Collected data:
=== Section Start ===

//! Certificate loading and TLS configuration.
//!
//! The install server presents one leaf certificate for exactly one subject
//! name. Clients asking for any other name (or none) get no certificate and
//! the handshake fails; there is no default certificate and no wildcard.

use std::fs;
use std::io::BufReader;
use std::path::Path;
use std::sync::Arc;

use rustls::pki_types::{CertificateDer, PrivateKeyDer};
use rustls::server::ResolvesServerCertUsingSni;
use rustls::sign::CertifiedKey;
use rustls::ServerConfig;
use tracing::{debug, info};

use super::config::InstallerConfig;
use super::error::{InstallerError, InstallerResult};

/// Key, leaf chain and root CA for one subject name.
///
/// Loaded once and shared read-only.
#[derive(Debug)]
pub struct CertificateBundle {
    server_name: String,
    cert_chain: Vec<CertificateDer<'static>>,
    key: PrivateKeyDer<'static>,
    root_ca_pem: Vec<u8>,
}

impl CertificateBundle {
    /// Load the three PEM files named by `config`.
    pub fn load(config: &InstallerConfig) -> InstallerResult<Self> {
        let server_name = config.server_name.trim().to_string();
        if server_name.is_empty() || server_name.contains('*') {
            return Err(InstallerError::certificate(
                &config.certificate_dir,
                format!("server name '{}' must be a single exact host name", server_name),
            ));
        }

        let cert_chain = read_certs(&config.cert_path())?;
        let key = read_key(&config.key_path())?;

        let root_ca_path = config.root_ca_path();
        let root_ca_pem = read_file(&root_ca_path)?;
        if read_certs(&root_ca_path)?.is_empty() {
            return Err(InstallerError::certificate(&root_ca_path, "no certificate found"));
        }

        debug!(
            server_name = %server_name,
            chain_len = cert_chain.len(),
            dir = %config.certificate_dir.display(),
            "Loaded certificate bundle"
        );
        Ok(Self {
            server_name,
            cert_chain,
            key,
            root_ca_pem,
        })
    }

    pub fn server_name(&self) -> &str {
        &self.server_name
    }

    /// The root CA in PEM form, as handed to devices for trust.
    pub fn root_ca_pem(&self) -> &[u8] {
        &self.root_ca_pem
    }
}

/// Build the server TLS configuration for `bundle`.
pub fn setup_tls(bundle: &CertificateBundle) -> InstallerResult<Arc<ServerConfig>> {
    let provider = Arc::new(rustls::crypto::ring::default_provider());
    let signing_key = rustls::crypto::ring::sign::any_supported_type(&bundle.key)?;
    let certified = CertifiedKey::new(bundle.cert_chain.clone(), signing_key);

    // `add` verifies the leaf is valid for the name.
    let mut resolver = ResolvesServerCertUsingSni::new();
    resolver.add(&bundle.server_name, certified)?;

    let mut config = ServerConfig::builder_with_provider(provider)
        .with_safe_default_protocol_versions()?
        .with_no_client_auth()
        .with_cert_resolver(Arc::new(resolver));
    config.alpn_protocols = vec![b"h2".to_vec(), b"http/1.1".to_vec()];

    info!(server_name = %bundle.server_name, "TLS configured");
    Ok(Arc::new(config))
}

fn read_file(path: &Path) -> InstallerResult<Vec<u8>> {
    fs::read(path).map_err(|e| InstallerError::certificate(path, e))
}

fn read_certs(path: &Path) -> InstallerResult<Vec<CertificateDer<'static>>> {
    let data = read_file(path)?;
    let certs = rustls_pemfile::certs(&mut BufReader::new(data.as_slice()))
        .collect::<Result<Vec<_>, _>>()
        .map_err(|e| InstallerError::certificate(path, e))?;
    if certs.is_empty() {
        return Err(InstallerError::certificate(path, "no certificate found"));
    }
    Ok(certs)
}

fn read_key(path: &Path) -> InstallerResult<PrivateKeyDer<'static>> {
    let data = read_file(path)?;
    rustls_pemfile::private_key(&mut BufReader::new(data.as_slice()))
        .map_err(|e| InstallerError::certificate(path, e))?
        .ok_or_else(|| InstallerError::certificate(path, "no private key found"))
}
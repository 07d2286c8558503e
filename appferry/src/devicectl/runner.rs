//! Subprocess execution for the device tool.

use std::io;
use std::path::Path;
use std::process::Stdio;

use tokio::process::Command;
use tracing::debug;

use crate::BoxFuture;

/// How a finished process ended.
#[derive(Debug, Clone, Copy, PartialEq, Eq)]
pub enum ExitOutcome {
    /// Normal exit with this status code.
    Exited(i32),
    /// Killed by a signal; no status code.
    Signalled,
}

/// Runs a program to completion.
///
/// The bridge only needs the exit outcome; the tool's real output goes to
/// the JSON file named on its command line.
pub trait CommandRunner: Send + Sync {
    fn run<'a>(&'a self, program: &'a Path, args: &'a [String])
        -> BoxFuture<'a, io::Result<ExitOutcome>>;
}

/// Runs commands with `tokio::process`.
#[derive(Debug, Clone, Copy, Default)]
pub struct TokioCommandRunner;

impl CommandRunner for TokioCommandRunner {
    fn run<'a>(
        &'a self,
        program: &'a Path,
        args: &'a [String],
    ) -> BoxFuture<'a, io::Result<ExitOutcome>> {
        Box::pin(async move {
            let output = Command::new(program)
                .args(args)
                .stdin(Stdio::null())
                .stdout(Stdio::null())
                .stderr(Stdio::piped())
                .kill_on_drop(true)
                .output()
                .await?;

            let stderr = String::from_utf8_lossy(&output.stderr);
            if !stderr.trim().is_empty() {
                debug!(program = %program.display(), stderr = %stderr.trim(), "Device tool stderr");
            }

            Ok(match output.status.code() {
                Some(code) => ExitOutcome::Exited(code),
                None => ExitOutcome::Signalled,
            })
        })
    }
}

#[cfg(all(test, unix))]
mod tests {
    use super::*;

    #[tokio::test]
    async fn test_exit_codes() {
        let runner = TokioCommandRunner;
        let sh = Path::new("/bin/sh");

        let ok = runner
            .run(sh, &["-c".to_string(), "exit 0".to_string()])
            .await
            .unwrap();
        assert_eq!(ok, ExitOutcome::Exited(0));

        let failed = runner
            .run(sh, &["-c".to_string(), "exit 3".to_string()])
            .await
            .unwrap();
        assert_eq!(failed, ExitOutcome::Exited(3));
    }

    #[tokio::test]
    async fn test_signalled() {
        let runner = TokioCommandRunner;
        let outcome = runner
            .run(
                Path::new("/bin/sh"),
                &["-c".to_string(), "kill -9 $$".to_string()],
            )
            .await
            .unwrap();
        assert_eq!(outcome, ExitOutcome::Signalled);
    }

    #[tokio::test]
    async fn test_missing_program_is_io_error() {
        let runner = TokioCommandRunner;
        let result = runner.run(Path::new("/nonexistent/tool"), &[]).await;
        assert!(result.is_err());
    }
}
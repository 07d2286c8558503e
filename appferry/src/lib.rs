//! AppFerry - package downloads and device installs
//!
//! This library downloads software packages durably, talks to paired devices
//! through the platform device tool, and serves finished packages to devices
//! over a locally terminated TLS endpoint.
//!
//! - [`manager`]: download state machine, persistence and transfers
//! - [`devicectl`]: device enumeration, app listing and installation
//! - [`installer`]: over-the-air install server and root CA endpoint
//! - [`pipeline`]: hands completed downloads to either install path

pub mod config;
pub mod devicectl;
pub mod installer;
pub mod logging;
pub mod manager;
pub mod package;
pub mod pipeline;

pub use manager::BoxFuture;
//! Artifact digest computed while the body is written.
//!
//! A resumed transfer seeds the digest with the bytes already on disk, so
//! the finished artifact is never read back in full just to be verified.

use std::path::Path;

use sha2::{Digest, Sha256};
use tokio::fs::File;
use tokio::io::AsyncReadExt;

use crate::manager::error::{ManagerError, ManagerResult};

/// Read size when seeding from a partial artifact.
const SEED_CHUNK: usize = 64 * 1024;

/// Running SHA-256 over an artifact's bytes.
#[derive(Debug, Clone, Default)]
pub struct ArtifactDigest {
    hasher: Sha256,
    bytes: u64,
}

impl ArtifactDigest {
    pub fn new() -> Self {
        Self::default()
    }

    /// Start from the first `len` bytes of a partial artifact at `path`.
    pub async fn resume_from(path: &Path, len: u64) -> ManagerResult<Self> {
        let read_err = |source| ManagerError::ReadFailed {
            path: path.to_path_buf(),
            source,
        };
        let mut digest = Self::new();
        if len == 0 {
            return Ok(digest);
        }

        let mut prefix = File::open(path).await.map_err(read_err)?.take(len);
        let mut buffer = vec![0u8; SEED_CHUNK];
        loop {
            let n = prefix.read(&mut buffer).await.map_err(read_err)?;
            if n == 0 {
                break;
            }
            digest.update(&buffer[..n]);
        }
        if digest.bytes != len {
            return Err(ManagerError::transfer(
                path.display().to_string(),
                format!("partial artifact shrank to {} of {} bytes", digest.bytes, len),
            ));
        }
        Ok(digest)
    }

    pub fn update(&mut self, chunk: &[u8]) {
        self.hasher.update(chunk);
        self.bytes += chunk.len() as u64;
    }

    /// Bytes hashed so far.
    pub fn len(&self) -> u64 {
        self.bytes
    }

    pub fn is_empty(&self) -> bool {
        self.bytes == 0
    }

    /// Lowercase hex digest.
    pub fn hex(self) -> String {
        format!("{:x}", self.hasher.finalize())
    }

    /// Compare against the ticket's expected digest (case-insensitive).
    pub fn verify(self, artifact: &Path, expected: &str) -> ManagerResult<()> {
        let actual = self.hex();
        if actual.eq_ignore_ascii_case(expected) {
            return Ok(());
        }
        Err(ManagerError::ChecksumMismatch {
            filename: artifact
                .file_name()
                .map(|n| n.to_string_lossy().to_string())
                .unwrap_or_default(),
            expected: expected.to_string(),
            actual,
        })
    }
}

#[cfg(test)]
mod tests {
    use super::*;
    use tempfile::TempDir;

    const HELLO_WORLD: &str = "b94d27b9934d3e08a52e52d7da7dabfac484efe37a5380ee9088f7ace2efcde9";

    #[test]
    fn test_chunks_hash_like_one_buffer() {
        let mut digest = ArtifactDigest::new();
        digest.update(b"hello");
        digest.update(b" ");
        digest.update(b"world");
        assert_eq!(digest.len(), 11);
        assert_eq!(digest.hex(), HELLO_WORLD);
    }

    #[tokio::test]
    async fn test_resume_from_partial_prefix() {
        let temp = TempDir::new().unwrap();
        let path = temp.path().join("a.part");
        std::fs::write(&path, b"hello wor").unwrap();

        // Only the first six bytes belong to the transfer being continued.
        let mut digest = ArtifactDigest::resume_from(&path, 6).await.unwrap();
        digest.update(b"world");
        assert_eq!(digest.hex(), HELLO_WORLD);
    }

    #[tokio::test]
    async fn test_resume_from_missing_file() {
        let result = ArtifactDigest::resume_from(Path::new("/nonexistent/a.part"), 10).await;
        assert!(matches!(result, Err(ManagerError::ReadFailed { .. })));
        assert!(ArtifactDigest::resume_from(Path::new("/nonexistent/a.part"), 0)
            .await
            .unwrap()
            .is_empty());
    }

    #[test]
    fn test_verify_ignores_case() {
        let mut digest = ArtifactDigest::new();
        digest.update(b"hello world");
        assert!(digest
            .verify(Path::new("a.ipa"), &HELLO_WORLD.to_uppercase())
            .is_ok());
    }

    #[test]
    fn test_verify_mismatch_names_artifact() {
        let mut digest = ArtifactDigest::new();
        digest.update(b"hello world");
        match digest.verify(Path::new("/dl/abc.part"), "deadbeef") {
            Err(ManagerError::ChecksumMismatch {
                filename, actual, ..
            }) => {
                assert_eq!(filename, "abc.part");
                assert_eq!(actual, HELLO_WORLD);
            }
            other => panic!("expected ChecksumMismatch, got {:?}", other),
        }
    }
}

=== Section End ===

Examine the records and pull out every line where the string "nonexistent" occurs.

**Task response:**
        let result = runner.run(Path::new("/nonexistent/tool"), &[]).await;
        let result = ArtifactDigest::resume_from(Path::new("/nonexistent/a.part"), 10).await;
        assert!(ArtifactDigest::resume_from(Path::new("/nonexistent/a.part"), 0)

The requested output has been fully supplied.